((
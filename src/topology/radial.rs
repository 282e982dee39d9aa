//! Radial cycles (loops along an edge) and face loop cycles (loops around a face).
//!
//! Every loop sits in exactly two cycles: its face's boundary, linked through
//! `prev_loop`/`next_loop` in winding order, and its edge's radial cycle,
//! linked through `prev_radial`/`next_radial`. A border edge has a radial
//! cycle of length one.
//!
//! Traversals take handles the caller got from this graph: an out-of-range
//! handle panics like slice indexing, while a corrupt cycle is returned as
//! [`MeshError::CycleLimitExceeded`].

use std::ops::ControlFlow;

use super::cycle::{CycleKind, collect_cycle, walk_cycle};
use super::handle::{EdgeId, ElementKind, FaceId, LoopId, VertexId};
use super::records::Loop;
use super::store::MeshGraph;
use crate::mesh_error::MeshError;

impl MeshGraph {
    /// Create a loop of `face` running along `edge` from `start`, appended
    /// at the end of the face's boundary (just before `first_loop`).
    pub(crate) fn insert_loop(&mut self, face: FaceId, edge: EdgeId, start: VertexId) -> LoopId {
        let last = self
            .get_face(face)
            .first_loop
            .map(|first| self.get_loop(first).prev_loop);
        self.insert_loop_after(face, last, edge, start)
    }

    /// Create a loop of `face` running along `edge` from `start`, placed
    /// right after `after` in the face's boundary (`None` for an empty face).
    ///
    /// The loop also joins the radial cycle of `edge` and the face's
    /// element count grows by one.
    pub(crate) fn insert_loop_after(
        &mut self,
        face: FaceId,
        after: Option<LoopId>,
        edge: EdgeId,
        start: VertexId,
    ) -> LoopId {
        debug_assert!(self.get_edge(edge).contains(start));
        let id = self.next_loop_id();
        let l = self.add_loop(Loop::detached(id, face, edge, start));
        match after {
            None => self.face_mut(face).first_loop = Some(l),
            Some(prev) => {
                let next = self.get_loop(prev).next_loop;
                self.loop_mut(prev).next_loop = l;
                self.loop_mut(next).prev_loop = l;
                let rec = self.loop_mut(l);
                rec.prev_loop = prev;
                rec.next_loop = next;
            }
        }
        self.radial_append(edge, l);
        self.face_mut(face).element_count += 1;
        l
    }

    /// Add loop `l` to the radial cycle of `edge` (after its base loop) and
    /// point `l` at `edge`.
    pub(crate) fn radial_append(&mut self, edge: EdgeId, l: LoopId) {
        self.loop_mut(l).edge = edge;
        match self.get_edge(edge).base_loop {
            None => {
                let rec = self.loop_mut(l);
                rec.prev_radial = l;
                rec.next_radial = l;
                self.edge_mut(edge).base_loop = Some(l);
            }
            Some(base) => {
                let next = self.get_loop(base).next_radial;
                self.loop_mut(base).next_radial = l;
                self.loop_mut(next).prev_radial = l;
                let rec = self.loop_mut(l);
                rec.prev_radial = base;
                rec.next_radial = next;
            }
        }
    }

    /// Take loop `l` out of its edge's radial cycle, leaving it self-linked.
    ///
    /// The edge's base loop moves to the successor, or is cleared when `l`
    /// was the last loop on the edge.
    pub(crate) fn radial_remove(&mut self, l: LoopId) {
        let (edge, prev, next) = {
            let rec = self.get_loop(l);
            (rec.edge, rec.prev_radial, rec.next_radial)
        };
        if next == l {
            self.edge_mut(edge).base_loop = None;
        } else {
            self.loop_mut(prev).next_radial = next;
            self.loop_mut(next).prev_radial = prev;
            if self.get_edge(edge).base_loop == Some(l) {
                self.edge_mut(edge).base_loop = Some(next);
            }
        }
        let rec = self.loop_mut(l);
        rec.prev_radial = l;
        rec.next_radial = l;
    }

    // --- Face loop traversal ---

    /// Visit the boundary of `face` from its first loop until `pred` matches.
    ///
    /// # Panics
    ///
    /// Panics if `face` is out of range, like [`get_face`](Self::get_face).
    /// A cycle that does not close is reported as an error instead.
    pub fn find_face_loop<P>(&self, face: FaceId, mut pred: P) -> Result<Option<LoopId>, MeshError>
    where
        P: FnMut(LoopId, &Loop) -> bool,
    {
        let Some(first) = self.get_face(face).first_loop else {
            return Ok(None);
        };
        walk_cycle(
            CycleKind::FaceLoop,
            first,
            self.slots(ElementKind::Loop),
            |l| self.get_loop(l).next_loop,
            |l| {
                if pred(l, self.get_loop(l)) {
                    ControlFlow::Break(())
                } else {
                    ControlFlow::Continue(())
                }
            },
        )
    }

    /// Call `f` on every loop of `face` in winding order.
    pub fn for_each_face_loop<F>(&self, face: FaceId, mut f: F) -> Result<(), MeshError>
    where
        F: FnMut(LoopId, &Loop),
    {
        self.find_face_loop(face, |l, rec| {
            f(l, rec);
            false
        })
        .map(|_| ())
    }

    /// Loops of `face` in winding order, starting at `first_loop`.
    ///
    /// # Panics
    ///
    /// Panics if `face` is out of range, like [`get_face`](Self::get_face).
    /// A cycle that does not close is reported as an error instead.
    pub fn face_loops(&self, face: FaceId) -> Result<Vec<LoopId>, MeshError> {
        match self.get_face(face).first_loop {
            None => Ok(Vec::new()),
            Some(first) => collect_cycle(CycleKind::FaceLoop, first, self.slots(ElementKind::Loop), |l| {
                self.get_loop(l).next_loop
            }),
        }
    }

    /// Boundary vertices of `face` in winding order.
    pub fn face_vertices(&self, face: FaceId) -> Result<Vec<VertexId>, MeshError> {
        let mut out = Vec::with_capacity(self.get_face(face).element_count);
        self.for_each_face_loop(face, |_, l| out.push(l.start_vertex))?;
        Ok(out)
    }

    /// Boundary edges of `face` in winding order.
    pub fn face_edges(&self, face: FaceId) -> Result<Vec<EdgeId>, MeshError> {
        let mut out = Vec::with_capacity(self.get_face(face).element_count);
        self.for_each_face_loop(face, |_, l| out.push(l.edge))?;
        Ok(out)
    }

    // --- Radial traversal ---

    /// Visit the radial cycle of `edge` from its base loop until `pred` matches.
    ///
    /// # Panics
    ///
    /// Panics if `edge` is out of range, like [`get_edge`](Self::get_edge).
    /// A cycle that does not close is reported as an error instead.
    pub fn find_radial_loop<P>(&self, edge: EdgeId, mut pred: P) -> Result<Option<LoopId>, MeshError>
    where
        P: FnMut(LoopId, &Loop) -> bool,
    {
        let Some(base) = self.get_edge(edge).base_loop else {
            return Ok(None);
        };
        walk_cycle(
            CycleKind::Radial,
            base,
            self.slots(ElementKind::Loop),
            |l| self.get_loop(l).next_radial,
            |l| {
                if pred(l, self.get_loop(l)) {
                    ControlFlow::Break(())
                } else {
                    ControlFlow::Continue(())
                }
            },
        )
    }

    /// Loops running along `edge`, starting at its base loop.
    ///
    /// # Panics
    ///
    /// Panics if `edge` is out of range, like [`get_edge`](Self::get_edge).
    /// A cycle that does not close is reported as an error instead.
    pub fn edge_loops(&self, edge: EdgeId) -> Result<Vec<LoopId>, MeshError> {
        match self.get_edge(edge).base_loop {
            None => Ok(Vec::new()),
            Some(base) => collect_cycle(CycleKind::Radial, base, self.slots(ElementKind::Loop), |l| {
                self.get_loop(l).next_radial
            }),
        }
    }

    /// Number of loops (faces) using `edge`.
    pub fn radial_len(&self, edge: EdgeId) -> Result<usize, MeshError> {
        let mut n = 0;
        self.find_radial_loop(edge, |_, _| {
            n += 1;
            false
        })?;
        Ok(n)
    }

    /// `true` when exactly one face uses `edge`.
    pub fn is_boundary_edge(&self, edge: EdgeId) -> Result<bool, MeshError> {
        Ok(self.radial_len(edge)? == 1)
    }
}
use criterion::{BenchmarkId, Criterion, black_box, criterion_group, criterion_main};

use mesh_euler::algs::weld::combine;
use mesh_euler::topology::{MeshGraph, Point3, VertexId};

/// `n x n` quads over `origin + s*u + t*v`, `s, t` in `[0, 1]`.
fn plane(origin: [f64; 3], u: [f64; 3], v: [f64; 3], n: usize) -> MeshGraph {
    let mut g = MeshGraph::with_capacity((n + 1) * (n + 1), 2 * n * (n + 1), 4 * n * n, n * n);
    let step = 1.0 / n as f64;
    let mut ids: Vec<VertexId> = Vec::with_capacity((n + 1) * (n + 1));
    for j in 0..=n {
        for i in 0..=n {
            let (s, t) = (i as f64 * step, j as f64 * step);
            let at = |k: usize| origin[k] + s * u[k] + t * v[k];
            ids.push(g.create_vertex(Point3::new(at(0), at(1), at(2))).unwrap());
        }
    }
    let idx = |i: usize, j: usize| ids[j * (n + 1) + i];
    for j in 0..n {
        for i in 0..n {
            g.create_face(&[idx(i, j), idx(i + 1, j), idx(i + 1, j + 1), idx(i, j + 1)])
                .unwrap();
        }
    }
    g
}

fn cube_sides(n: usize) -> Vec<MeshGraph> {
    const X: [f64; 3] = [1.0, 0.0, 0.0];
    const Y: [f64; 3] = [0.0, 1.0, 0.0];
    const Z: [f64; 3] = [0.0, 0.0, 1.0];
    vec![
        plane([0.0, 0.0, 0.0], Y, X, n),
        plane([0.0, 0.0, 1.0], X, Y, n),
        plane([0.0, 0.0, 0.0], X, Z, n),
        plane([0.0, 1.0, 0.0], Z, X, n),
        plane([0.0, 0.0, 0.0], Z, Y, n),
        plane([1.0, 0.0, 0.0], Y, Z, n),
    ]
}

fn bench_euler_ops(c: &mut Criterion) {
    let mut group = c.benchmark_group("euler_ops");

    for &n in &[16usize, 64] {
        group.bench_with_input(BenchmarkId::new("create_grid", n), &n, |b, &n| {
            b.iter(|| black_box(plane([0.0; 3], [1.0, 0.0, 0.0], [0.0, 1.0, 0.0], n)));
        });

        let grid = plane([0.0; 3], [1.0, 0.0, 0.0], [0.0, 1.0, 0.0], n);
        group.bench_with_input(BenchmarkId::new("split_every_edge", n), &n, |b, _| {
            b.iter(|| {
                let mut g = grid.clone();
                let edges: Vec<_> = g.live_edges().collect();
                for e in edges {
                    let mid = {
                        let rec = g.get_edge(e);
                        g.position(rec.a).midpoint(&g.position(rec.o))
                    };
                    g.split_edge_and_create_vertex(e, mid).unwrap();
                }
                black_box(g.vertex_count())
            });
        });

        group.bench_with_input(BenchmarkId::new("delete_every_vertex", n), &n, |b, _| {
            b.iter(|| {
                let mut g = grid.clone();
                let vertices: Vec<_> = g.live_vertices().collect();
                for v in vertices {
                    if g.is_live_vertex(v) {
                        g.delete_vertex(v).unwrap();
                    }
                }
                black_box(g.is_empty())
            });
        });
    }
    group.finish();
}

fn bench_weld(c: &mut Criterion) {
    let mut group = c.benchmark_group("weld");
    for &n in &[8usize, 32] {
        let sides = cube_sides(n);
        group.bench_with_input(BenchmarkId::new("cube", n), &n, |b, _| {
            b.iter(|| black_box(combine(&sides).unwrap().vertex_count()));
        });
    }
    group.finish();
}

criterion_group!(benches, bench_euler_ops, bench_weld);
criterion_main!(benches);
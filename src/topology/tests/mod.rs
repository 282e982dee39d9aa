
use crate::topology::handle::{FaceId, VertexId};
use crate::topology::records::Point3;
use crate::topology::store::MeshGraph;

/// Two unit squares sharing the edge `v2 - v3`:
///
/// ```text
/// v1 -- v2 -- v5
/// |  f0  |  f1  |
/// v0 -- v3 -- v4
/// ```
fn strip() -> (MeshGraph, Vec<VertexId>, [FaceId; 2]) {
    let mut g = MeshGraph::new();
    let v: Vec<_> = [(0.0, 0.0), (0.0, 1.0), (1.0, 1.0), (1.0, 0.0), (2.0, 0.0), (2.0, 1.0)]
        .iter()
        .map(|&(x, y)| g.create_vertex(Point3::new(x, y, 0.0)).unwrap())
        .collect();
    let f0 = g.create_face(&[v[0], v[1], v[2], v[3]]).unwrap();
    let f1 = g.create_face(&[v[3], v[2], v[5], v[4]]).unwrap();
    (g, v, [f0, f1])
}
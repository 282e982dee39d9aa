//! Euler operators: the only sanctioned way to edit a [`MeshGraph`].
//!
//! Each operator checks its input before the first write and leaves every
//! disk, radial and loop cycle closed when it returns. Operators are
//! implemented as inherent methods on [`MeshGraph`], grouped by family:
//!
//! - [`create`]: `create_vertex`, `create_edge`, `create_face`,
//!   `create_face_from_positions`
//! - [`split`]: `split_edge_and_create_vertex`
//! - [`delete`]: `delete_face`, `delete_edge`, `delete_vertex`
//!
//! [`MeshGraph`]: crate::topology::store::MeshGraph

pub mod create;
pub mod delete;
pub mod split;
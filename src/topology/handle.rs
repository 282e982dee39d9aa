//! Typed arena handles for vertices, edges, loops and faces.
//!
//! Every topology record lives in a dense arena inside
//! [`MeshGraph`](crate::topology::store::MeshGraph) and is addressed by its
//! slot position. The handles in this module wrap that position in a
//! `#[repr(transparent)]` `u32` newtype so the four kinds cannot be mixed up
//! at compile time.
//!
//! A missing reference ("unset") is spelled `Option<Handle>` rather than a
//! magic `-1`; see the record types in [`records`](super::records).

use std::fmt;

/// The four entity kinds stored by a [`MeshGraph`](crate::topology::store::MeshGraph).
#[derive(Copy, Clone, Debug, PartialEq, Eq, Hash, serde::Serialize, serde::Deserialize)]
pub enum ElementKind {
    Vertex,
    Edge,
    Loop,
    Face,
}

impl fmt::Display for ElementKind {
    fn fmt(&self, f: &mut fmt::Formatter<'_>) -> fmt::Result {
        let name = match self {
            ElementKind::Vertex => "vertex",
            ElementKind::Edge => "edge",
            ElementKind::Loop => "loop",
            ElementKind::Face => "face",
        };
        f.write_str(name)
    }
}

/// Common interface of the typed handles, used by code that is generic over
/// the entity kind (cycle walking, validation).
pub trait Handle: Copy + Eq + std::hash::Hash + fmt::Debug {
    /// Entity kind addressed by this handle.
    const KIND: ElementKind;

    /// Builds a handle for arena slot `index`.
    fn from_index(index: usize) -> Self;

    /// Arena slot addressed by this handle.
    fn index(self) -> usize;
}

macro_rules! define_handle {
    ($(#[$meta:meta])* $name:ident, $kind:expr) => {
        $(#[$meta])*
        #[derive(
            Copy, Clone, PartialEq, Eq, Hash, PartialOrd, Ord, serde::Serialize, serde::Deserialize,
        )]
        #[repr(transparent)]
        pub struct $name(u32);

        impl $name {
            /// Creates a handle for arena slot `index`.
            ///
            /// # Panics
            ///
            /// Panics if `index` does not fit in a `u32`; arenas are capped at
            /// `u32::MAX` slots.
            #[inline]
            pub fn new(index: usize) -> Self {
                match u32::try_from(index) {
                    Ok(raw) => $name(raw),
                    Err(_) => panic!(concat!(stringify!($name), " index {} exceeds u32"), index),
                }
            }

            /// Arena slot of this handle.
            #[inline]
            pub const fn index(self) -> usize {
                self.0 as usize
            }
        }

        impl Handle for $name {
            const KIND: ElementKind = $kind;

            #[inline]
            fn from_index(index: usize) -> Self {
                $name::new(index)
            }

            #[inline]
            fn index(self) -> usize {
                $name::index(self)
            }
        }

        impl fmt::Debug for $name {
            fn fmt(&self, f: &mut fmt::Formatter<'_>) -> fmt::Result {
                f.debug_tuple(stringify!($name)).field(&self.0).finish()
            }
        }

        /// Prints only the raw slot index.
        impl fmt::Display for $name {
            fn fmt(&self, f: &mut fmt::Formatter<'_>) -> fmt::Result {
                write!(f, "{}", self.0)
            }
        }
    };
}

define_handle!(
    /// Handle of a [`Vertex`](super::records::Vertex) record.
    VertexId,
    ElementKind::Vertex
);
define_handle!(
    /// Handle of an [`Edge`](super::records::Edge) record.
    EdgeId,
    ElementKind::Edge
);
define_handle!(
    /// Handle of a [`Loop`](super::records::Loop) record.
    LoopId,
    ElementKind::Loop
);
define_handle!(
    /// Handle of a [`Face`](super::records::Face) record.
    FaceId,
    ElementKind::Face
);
))
Scan the records above line by line, counting those where the word "topology" appears, and give the count alone.

:: Response to the exercise ::
11